02 Oct The “Frozen” Conflict in Nagorno-Karabakh
[Milena Sterio is The Charles R. Emrick Jr. – Calfee Halter & Griswold Professor of Law at the Cleveland-Marshall College of Law and Co-Coordinator for Global Justice Partnerships at the Public International Law and Policy Group.]
The “frozen” conflict in Nagorno-Karabakh between Azerbaijan and Armenia has intensified over the past weeks, with renewed fighting which has resulted in the death of over a hundred individuals. Although the international community has been involved in mediating peace negotiations in Nagorno-Karabakh over the past three decades, the recent escalation demonstrates that a long-lasting solution is nowhere in sight. This post will discuss the history of the Nagorno-Karabakh conflict, legal issues, such as self-determination and secession, related to the conflict, as well as prospects for peace and a permanent territorial solution.

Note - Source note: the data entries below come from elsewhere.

//! Log records
//!
//! Records are opaque key/value byte pairs. The data-plane contract for
//! replica movement is exact byte equality: every record appended before a
//! move is readable after it, with no loss and no duplication.

use bytes::Bytes;

/// A single key/value record stored in a partition log.
#[derive(Debug, Clone, PartialEq, Eq, PartialOrd, Ord, Hash)]
pub struct Record {
    pub key: Option<Bytes>,
    pub value: Bytes,
}

impl Record {
    /// Create a keyed record.
    pub fn new(key: impl Into<Bytes>, value: impl Into<Bytes>) -> Self {
        Self {
            key: Some(key.into()),
            value: value.into(),
        }
    }

    /// Create a record without a key.
    pub fn value_only(value: impl Into<Bytes>) -> Self {
        Self {
            key: None,
            value: value.into(),
        }
    }
}
//! Controller metrics
//!
//! Counters and histograms for reassignment activity, recorded through the
//! `metrics` facade:
//! - Admitted and no-op proposals
//! - Completed moves and their duration
//! - Transfer failures by error type
//! - Records copied between replicas

use std::time::Duration;

/// Record an admitted reassignment.
pub fn record_move_accepted() {
    metrics::counter!("keelson_moves_total", "outcome" => "accepted").increment(1);
}

/// Record a proposal whose target matched the current replica set.
pub fn record_move_noop() {
    metrics::counter!("keelson_moves_total", "outcome" => "noop").increment(1);
}

/// Record a converged reassignment and its duration.
pub fn record_move_completed(duration: Duration) {
    metrics::counter!("keelson_moves_completed_total").increment(1);
    metrics::histogram!("keelson_move_duration_seconds").record(duration.as_secs_f64());
}

/// Record a failed replica transfer.
pub fn record_transfer_failure(error_type: &str) {
    metrics::counter!(
        "keelson_transfer_failures_total",
        "error_type" => error_type.to_string(),
    )
    .increment(1);
}

/// Record records copied to a new replica.
pub fn record_records_transferred(count: u64) {
    metrics::counter!("keelson_records_transferred_total").increment(count);
}
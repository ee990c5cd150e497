//! Namespaced topic/partition identity

use serde::{Deserialize, Serialize};
use std::fmt;

/// Namespace assigned to topics created without an explicit namespace.
pub const DEFAULT_NAMESPACE: &str = "log";

/// Identity of a single partition: namespace, topic, and partition index.
#[derive(Debug, Clone, PartialEq, Eq, Hash, PartialOrd, Ord, Serialize, Deserialize)]
pub struct Ntp {
    pub ns: String,
    pub topic: String,
    pub partition: u32,
}

impl Ntp {
    /// Create a fully qualified partition identity.
    pub fn new(ns: impl Into<String>, topic: impl Into<String>, partition: u32) -> Self {
        Self {
            ns: ns.into(),
            topic: topic.into(),
            partition,
        }
    }

    /// Identity in the default namespace.
    pub fn from_topic(topic: impl Into<String>, partition: u32) -> Self {
        Self::new(DEFAULT_NAMESPACE, topic, partition)
    }
}

impl fmt::Display for Ntp {
    fn fmt(&self, f: &mut fmt::Formatter<'_>) -> fmt::Result {
        write!(f, "{}/{}/{}", self.ns, self.topic, self.partition)
    }
}
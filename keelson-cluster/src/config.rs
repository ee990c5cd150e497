//! Controller configuration

use serde::{Deserialize, Serialize};

/// Tuning for the reassignment engine.
#[derive(Debug, Clone, Deserialize, Serialize)]
pub struct ControllerConfig {
    /// Maximum replica transfers running at once for a single move.
    #[serde(default = "default_max_concurrent_transfers")]
    pub max_concurrent_transfers: usize,

    /// Records copied per transfer chunk.
    #[serde(default = "default_transfer_chunk_records")]
    pub transfer_chunk_records: usize,

    /// Optional transfer throttle in records per second. Unset means
    /// unthrottled.
    #[serde(default)]
    pub transfer_rate_limit: Option<u64>,
}

fn default_max_concurrent_transfers() -> usize {
    4
}

fn default_transfer_chunk_records() -> usize {
    512
}

impl Default for ControllerConfig {
    fn default() -> Self {
        Self {
            max_concurrent_transfers: default_max_concurrent_transfers(),
            transfer_chunk_records: default_transfer_chunk_records(),
            transfer_rate_limit: None,
        }
    }
}
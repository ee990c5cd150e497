//! Per-partition movement tracking
//!
//! The tracker owns every [`PartitionPlacement`] record and all `status`
//! transitions. Admission runs in a single write-lock critical section:
//! the in-flight guard, validation, diff, and state transition happen
//! atomically, so concurrent proposals for one partition can never both
//! pass the guard.
//!
//! Status queries report the **target** set while a move is in flight, so
//! callers can confirm the accepted intent before convergence; once done,
//! current equals target.

use crate::error::{ClusterError, Result};
use crate::placement::{MoveStatus, PartitionPlacement, PartitionStatus, ReplicaDiff, ReplicaSet};
use keelson::Ntp;
use parking_lot::RwLock;
use serde::{Deserialize, Serialize};
use std::collections::HashMap;
use tracing::{debug, info};

/// Outcome of an admitted proposal.
#[derive(Debug, Clone)]
pub enum MoveDecision {
    /// Target already matches the current set; nothing to do.
    Noop,
    /// A move was admitted and recorded.
    Move(MovePlan),
}

/// Everything the engine needs to execute an admitted move.
#[derive(Debug, Clone)]
pub struct MovePlan {
    pub ntp: Ntp,
    pub current: ReplicaSet,
    pub target: ReplicaSet,
    pub diff: ReplicaDiff,
    pub epoch: u64,
}

/// Tracks placement records and serializes moves per partition.
#[derive(Debug, Default)]
pub struct MovementTracker {
    placements: RwLock<HashMap<Ntp, PartitionPlacement>>,
}

/// Serializable copy of every placement record.
#[derive(Debug, Clone, Serialize, Deserialize)]
pub struct PlacementSnapshot {
    pub placements: Vec<PartitionPlacement>,
}

impl MovementTracker {
    /// Create an empty tracker.
    pub fn new() -> Self {
        Self::default()
    }

    /// Record the placement created at topic creation
    /// (`current == target`, done).
    pub fn insert(&self, ntp: Ntp, replicas: ReplicaSet) -> Result<()> {
        let mut placements = self.placements.write();
        if placements.contains_key(&ntp) {
            return Err(ClusterError::PartitionExists(ntp));
        }
        placements.insert(ntp.clone(), PartitionPlacement::new(ntp, replicas));
        Ok(())
    }

    /// Admit a reassignment.
    ///
    /// `prepare` receives the placement under the lock and returns the
    /// validated target set; any error it returns rejects the proposal
    /// with no state change. On admission the placement flips to
    /// in-progress with its epoch bumped, and the returned plan carries
    /// the node-keyed diff to execute. At most one move can be in flight
    /// per partition; a second proposal is rejected with
    /// `MoveInProgress`.
    pub fn begin<F>(&self, ntp: &Ntp, prepare: F) -> Result<MoveDecision>
    where
        F: FnOnce(&PartitionPlacement) -> Result<ReplicaSet>,
    {
        let mut placements = self.placements.write();
        let placement = placements
            .get_mut(ntp)
            .ok_or_else(|| ClusterError::PartitionNotFound(ntp.clone()))?;

        if placement.status == MoveStatus::InProgress {
            return Err(ClusterError::MoveInProgress(ntp.clone()));
        }

        let target = prepare(placement)?;
        let diff = ReplicaDiff::between(&placement.current, &target);
        if diff.is_noop() {
            debug!(%ntp, "proposed target matches current replica set");
            return Ok(MoveDecision::Noop);
        }

        placement.target = target.clone();
        placement.status = MoveStatus::InProgress;
        placement.epoch += 1;
        info!(
            %ntp,
            epoch = placement.epoch,
            added = diff.added.len(),
            removed = diff.removed.len(),
            core_moves = diff.core_moves.len(),
            "reassignment admitted"
        );

        Ok(MoveDecision::Move(MovePlan {
            ntp: ntp.clone(),
            current: placement.current.clone(),
            target,
            diff,
            epoch: placement.epoch,
        }))
    }

    /// Converge an in-flight move: atomically set `current = target` and
    /// flip the status to done. Finishing an already-done partition is a
    /// no-op.
    pub fn finish(&self, ntp: &Ntp) -> Result<()> {
        let mut placements = self.placements.write();
        let placement = placements
            .get_mut(ntp)
            .ok_or_else(|| ClusterError::PartitionNotFound(ntp.clone()))?;

        if placement.status == MoveStatus::Done {
            debug!(%ntp, "finish on a partition that is already done");
            return Ok(());
        }

        placement.current = placement.target.clone();
        placement.status = MoveStatus::Done;
        Ok(())
    }

    /// Controller-reported status for a partition.
    pub fn status(&self, ntp: &Ntp) -> Result<PartitionStatus> {
        let placements = self.placements.read();
        let placement = placements
            .get(ntp)
            .ok_or_else(|| ClusterError::PartitionNotFound(ntp.clone()))?;

        let replicas = match placement.status {
            MoveStatus::InProgress => placement.target.clone(),
            MoveStatus::Done => placement.current.clone(),
        };
        Ok(PartitionStatus {
            replicas,
            status: placement.status,
        })
    }

    /// Full placement record for a partition.
    pub fn placement(&self, ntp: &Ntp) -> Result<PartitionPlacement> {
        self.placements
            .read()
            .get(ntp)
            .cloned()
            .ok_or_else(|| ClusterError::PartitionNotFound(ntp.clone()))
    }

    /// Every tracked partition, sorted.
    pub fn partitions(&self) -> Vec<Ntp> {
        let mut partitions: Vec<Ntp> = self.placements.read().keys().cloned().collect();
        partitions.sort();
        partitions
    }

    /// Whether any partition of the topic is tracked.
    pub fn contains_topic(&self, ns: &str, topic: &str) -> bool {
        self.placements
            .read()
            .keys()
            .any(|ntp| ntp.ns == ns && ntp.topic == topic)
    }

    /// Number of tracked partitions.
    pub fn len(&self) -> usize {
        self.placements.read().len()
    }

    pub fn is_empty(&self) -> bool {
        self.placements.read().is_empty()
    }

    /// Export every placement record, sorted by partition identity.
    pub fn snapshot(&self) -> PlacementSnapshot {
        let mut placements: Vec<PartitionPlacement> =
            self.placements.read().values().cloned().collect();
        placements.sort_by(|a, b| a.ntp.cmp(&b.ntp));
        PlacementSnapshot { placements }
    }

    /// Replace all placement records with a snapshot.
    pub fn restore(&self, snapshot: PlacementSnapshot) {
        let mut placements = self.placements.write();
        placements.clear();
        for placement in snapshot.placements {
            placements.insert(placement.ntp.clone(), placement);
        }
    }
}
//! Structural validation of proposed replica sets
//!
//! Validation is purely structural: it checks the proposed set against the
//! broker snapshot and the current replication factor, and mutates nothing.
//! A target identical to the current set is valid; the no-op path is
//! handled downstream, not rejected here.

use super::ReplicaSet;
use crate::directory::Broker;
use std::collections::BTreeSet;
use thiserror::Error;

/// Rejection reasons for a proposed replica set.
#[derive(Error, Debug, Clone, PartialEq, Eq)]
pub enum ValidationError {
    #[error("node {node_id} appears more than once in the proposed replica set")]
    DuplicateNode { node_id: u32 },

    #[error("node {node_id} is not a registered broker")]
    UnknownNode { node_id: u32 },

    #[error("core {core} out of range for node {node_id} with {num_cores} cores")]
    InvalidCore {
        node_id: u32,
        core: u32,
        num_cores: u32,
    },

    #[error("proposed replica set has {proposed} replicas, current has {current}")]
    ReplicationFactorMismatch { current: usize, proposed: usize },
}

/// Check a proposed replica set for structural legality.
pub fn validate(
    current: &ReplicaSet,
    target: &ReplicaSet,
    brokers: &[Broker],
) -> Result<(), ValidationError> {
    let mut seen = BTreeSet::new();
    for assignment in target.iter() {
        if !seen.insert(assignment.node_id) {
            return Err(ValidationError::DuplicateNode {
                node_id: assignment.node_id,
            });
        }

        let broker = brokers
            .iter()
            .find(|b| b.node_id == assignment.node_id)
            .ok_or(ValidationError::UnknownNode {
                node_id: assignment.node_id,
            })?;

        if assignment.core >= broker.num_cores {
            return Err(ValidationError::InvalidCore {
                node_id: assignment.node_id,
                core: assignment.core,
                num_cores: broker.num_cores,
            });
        }
    }

    if target.len() != current.len() {
        return Err(ValidationError::ReplicationFactorMismatch {
            current: current.len(),
            proposed: target.len(),
        });
    }

    Ok(())
}

#[cfg(test)]
mod tests {
    use super::*;
    use crate::placement::ReplicaAssignment;

    fn brokers() -> Vec<Broker> {
        vec![
            Broker { node_id: 1, num_cores: 2 },
            Broker { node_id: 2, num_cores: 2 },
            Broker { node_id: 3, num_cores: 4 },
        ]
    }

    fn set(assignments: &[(u32, u32)]) -> ReplicaSet {
        assignments
            .iter()
            .map(|&(node_id, core)| ReplicaAssignment::new(node_id, core))
            .collect()
    }

    #[test]
    fn test_valid_target() {
        let current = set(&[(1, 0), (2, 0)]);
        let target = set(&[(1, 1), (3, 3)]);
        assert!(validate(&current, &target, &brokers()).is_ok());
    }

    #[test]
    fn test_noop_target_is_valid() {
        let current = set(&[(1, 0), (2, 0)]);
        assert!(validate(&current, &current.clone(), &brokers()).is_ok());
    }

    #[test]
    fn test_duplicate_node() {
        let current = set(&[(1, 0), (2, 0)]);
        let target = set(&[(1, 0), (1, 1)]);
        assert_eq!(
            validate(&current, &target, &brokers()),
            Err(ValidationError::DuplicateNode { node_id: 1 })
        );
    }

    #[test]
    fn test_unknown_node() {
        let current = set(&[(1, 0), (2, 0)]);
        let target = set(&[(1, 0), (9, 0)]);
        assert_eq!(
            validate(&current, &target, &brokers()),
            Err(ValidationError::UnknownNode { node_id: 9 })
        );
    }

    #[test]
    fn test_invalid_core() {
        let current = set(&[(1, 0), (2, 0)]);
        let target = set(&[(1, 0), (2, 2)]);
        assert_eq!(
            validate(&current, &target, &brokers()),
            Err(ValidationError::InvalidCore {
                node_id: 2,
                core: 2,
                num_cores: 2
            })
        );
    }

    #[test]
    fn test_replication_factor_mismatch() {
        let current = set(&[(1, 0), (2, 0)]);
        let target = set(&[(1, 0), (2, 1), (3, 0)]);
        assert_eq!(
            validate(&current, &target, &brokers()),
            Err(ValidationError::ReplicationFactorMismatch {
                current: 2,
                proposed: 3
            })
        );
    }
}
pub mod citation;
pub mod message;
pub mod session;

pub use citation::Citation;
pub use message::{Message, MessageMetadata, MessageState, Role};
pub use session::Session;
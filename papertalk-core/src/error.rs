use reqwest::StatusCode;
use thiserror::Error;

use crate::models::MessageState;

#[derive(Error, Debug)]
pub enum PapertalkError {
    #[error("Config error: {0}")]
    Config(#[from] config::ConfigError),

    #[error("IO error: {0}")]
    Io(#[from] std::io::Error),

    #[error("HTTP client error: {0}")]
    Http(#[from] reqwest::Error),

    #[error("Other error: {0}")]
    Other(String),
}

/// Failures of a single upload or chat turn. None of these outlive the turn
/// that produced them.
#[derive(Error, Debug)]
pub enum ChatError {
    #[error("No active session: upload a document first")]
    NoActiveSession,

    #[error("Query is empty")]
    EmptyQuery,

    #[error("Request failed ({status}): {detail}")]
    RequestFailed { status: StatusCode, detail: String },

    #[error("Transport interrupted mid-stream: {0}")]
    TransportInterrupted(String),

    #[error("Upload response did not contain a session_id")]
    UploadContractViolation,

    #[error("Invalid response: {0}")]
    InvalidResponse(String),

    #[error("HTTP request failed: {0}")]
    Http(#[from] reqwest::Error),

    #[error("IO error: {0}")]
    Io(#[from] std::io::Error),

    #[error("Message state error: {0}")]
    State(#[from] MessageError),
}

/// Rejected state-machine operations. A rejected operation leaves the log
/// untouched.
#[derive(Error, Debug, Clone, PartialEq, Eq)]
pub enum MessageError {
    #[error("Unknown message id {0}")]
    UnknownMessage(String),

    #[error("Message {0} is not an assistant message")]
    NotAssistant(String),

    #[error("Message {id} is already {state:?}")]
    Terminal { id: String, state: MessageState },

    #[error("Message {id} is {state:?}, metadata needs a complete message")]
    NotComplete { id: String, state: MessageState },

    #[error("Metadata already attached to message {0}")]
    MetadataAlreadyAttached(String),
}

Nagorno-Karabakh is de jure part of Azerbaijan, although it is inhabited by a majority of ethnic Armenians and although Armenia de facto controls most of this region’s territory. The history of this region is rooted in conflict, as various occupying powers fought for territory and influence in the Caucasus. In the early 1920s, when Soviet Union occupied the Caucasus region, Nagorno-Karabakh was placed within Azerbaijan’s territory and control. According to some historical accounts, this was done to placate Turkey, a potential regional rival (Turkey has been traditionally aligned with Azerbaijan and thus supportive of the inclusion of Nagorno-Karabakh within Azerbaijan). In addition, Nagorno-Karabakh at the time had a large ethnic Armenian population; placing a diverse ethnic group within the boundaries of a larger and ethnically different Soviet republic was an integral part of the Soviet strategy of ensuring that no republics were ethnically pure. During the Soviet rule, Nagorno-Karabakh was peaceful, but conflict began to escalate in the late 1980s, coinciding with the dismantling of the Soviet Union. When Armenia and Azerbaijan gained independence in the early 1990s, Nagorno-Karabakh remained within Azerbaijan, despite the presence of significant separatist forces in this region. Fighting and conflict ensued, and in 1991, Nagorno-Karabakh declared independence from Azerbaijan. Peace was brokered in 1994, mediated by the Organization of Security and Cooperation in Europe (OSCE), through the so-called Minsk Group (chaired by the United States, Russia, and France). Since 1994, Nagorno-Karabakh has officially remained a part of Azerbaijan although the province is de facto occupied by Armenian forces and although many ethnic Azeris have been forcefully driven out. Conflict has flared up regularly, as exemplified in the most recent surge of violence and fighting.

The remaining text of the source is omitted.